Movements of the jaw were considered to be decreased if opening was ≤40 mm, laterotrusion ≤5 mm and protrusion ≤7 mm. Data concerning subjective symptoms, evaluation of morphology and soft tissue function, and evaluation of TMJ function and muscular findings were entered as dichotome variables, while occlusion and mandibular range of movement were mainly given as numerical values.
All patients were treated according to a standardized protocol using a monodirectional distraction device (Medicon vertical mandibular distraction device, Medicon eG, Tuttlingen, Germany). Based on the calculation of the distraction vector, a guiding splint was prepared. A rigid wire was incorporated at a 90° angle to the planned direction of distraction ( Fig. 1 ).
Calculation of the vector of distraction has been described elsewhere. An individual occlusal splint was fabricated to support occlusion during and after distraction because of the developing unilateral open bite.
An intraoral incision was made along the anterior border of the ascending ramus followed by exposure of the entire lateral surface of the ramus with the patient in general anaesthesia and with local infiltration with lidocaine–adrenalin. Sufficient space was created by bluntly stretching the soft tissue. The distraction device was applied on the lateral surface of the ramus and through a trocar entrance fixed loosely with one cortical screw. An indicator rod was fixed perpendicular to the distraction device, the surgical guide was placed on the teeth, and the correct vector of distraction was ensured by rotating the distraction device around the first screw until the rod and the wire were parallel ( Fig. 2 ). A second screw was inserted to secure the position of the distraction device. The remaining screw holes were pre-drilled and the distraction device removed to allow for osteotomy of the ramus either by use of a Lindeman bur or, since 2005, by piezoelectric (Mectron, Carasco, Italy) cutting of the bone. The lingual periosteum was kept attached to bone and the fracture completed. Free mobility was ensured. If present, third molars were removed at this time. The distraction device was reinserted and fixated in the pre-drilled screw holes. The device was activated to ensure movement without bony adherences of the lingual cortex and the wounds were sutured.

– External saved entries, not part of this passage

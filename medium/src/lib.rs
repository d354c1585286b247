mod phase;

use geometry::ray::Ray;
use geometry::{BuildError, Interaction};
use radiometry::color::Color;
use rand::{Rng, RngCore};

pub use phase::HenyeyGreenstein;

/// Smallest density used when a free-flight distance is sampled inside the medium.
const MIN_PDF: f32 = 1e-8;

/// A scattering event sampled inside a medium.
#[derive(Debug, Clone, Copy)]
pub struct MediumInteraction {
    pub isect: Interaction,
    pub phase: HenyeyGreenstein,
}

/// Result of `Medium::sample()`: the throughput weight of the segment, and the scattering event
/// if one happened before the ray reached its far end.
#[derive(Debug, Clone, Copy)]
pub struct MediumSample {
    pub weight: Color,
    pub scatter: Option<MediumInteraction>,
}

/// A participating medium filling some region of space.
pub trait Medium: Send + Sync + std::fmt::Debug {
    /// Transmittance along the segment `(t_min, t_max)` of the ray.
    fn tr(&self, ray: &Ray) -> Color;

    /// Samples a free-flight distance along the segment `(t_min, t_max)` of the ray.
    fn sample(&self, ray: &Ray, rng: &mut dyn RngCore) -> MediumSample;

    fn summary(&self) -> String;
}

/// Medium with constant absorption and scattering coefficients and a Henyey-Greenstein phase
/// function.
#[derive(Debug, Clone)]
pub struct HomogeneousMedium {
    sigma_a: Color,
    sigma_s: Color,
    sigma_t: Color,
    phase: HenyeyGreenstein,
}

impl HomogeneousMedium {
    pub fn new(sigma_a: Color, sigma_s: Color, g: f32) -> Result<Self, BuildError> {
        for (name, sigma) in [("sigma_a", sigma_a), ("sigma_s", sigma_s)] {
            if !sigma.is_finite() || sigma.has_negative() {
                return Err(BuildError::invalid(
                    name,
                    format!("expected non-negative coefficients, got {}", sigma),
                ));
            }
        }
        if !(g > -1.0 && g < 1.0) {
            return Err(BuildError::invalid("g", format!("must lie in (-1, 1), got {}", g)));
        }
        Ok(Self {
            sigma_a,
            sigma_s,
            sigma_t: sigma_a + sigma_s,
            phase: HenyeyGreenstein::new(g),
        })
    }

    pub fn sigma_t(&self) -> Color {
        self.sigma_t
    }

    /// Beer-Lambert transmittance over `distance`; channels with zero extinction always transmit
    /// fully, even over an infinite distance.
    fn transmittance(&self, distance: f32) -> Color {
        self.sigma_t.map(|sigma_t| {
            if sigma_t == 0.0 {
                1.0
            } else {
                (-sigma_t * distance).exp()
            }
        })
    }
}

impl Medium for HomogeneousMedium {
    fn tr(&self, ray: &Ray) -> Color {
        self.transmittance((ray.t_max - ray.t_min) * ray.dir.norm())
    }

    fn sample(&self, ray: &Ray, rng: &mut dyn RngCore) -> MediumSample {
        // Picks the channel that drives the distance sampling.
        let channel = rng.gen_range(0..3);
        let u: f32 = rng.gen();
        let dir_length = ray.dir.norm();
        let dist = -(1.0 - u).ln() / self.sigma_t[channel];
        let t = (ray.t_min + dist / dir_length).min(ray.t_max);
        let sampled_medium = t < ray.t_max;
        let tr = self.transmittance((t - ray.t_min) * dir_length);

        if sampled_medium {
            let density = tr * self.sigma_t;
            let pdf = density.average().max(MIN_PDF);
            let isect = Interaction::in_medium(ray.position_at(t), t, -ray.dir.hat());
            MediumSample {
                weight: tr * self.sigma_s / pdf,
                scatter: Some(MediumInteraction {
                    isect,
                    phase: self.phase,
                }),
            }
        } else {
            let pdf = tr.average();
            let weight = if pdf == 0.0 { Color::black() } else { tr / pdf };
            MediumSample {
                weight,
                scatter: None,
            }
        }
    }

    fn summary(&self) -> String {
        format!(
            "HomogeneousMedium{{ sigma_a = {}, sigma_s = {}, g = {} }}",
            self.sigma_a,
            self.sigma_s,
            self.phase.g()
        )
    }
}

The patients were given prophylactic antibiotics (2 MIU penicillin) during surgery and continued with oral penicillin (50 mg/kg/day) for 5 days, ibuprofen and paracetamol for pain control at doses corresponding to weight throughout the active distraction phase, and steroids (prednisolone 50–100 mg/day for 5 days). All patients were discharged the day after surgery and were scheduled for a check-up visit 5 days after surgery. At this visit, the patients or their relatives were instructed to activate the distraction device. The distraction rate was 0.8 or 1.2 mm per day (two or three daily activations of the device). Most patients started with a rate of 1.2 mm, which in some patients was reduced to 0.8 if significant pain was experienced during the distraction. In case of significant pain, activation was suggested divided into for example four activations (four times half turn) maintaining a rate of 0.8 mm/day.
The patients were followed weekly for splint adjustment and radiological control until the planned length had been obtained. Thereafter, the device was left inactive for a consolidation period of 10–12 weeks.
The device was removed under general anaesthesia and any other corrective surgery was performed if indicated. The patients continued further orthopaedic or orthodontic treatment as required to normalize their occlusion. Data concerning the surgical procedure were recorded and the occurrence of any difficulties or complications was evaluated ( Table 2 ).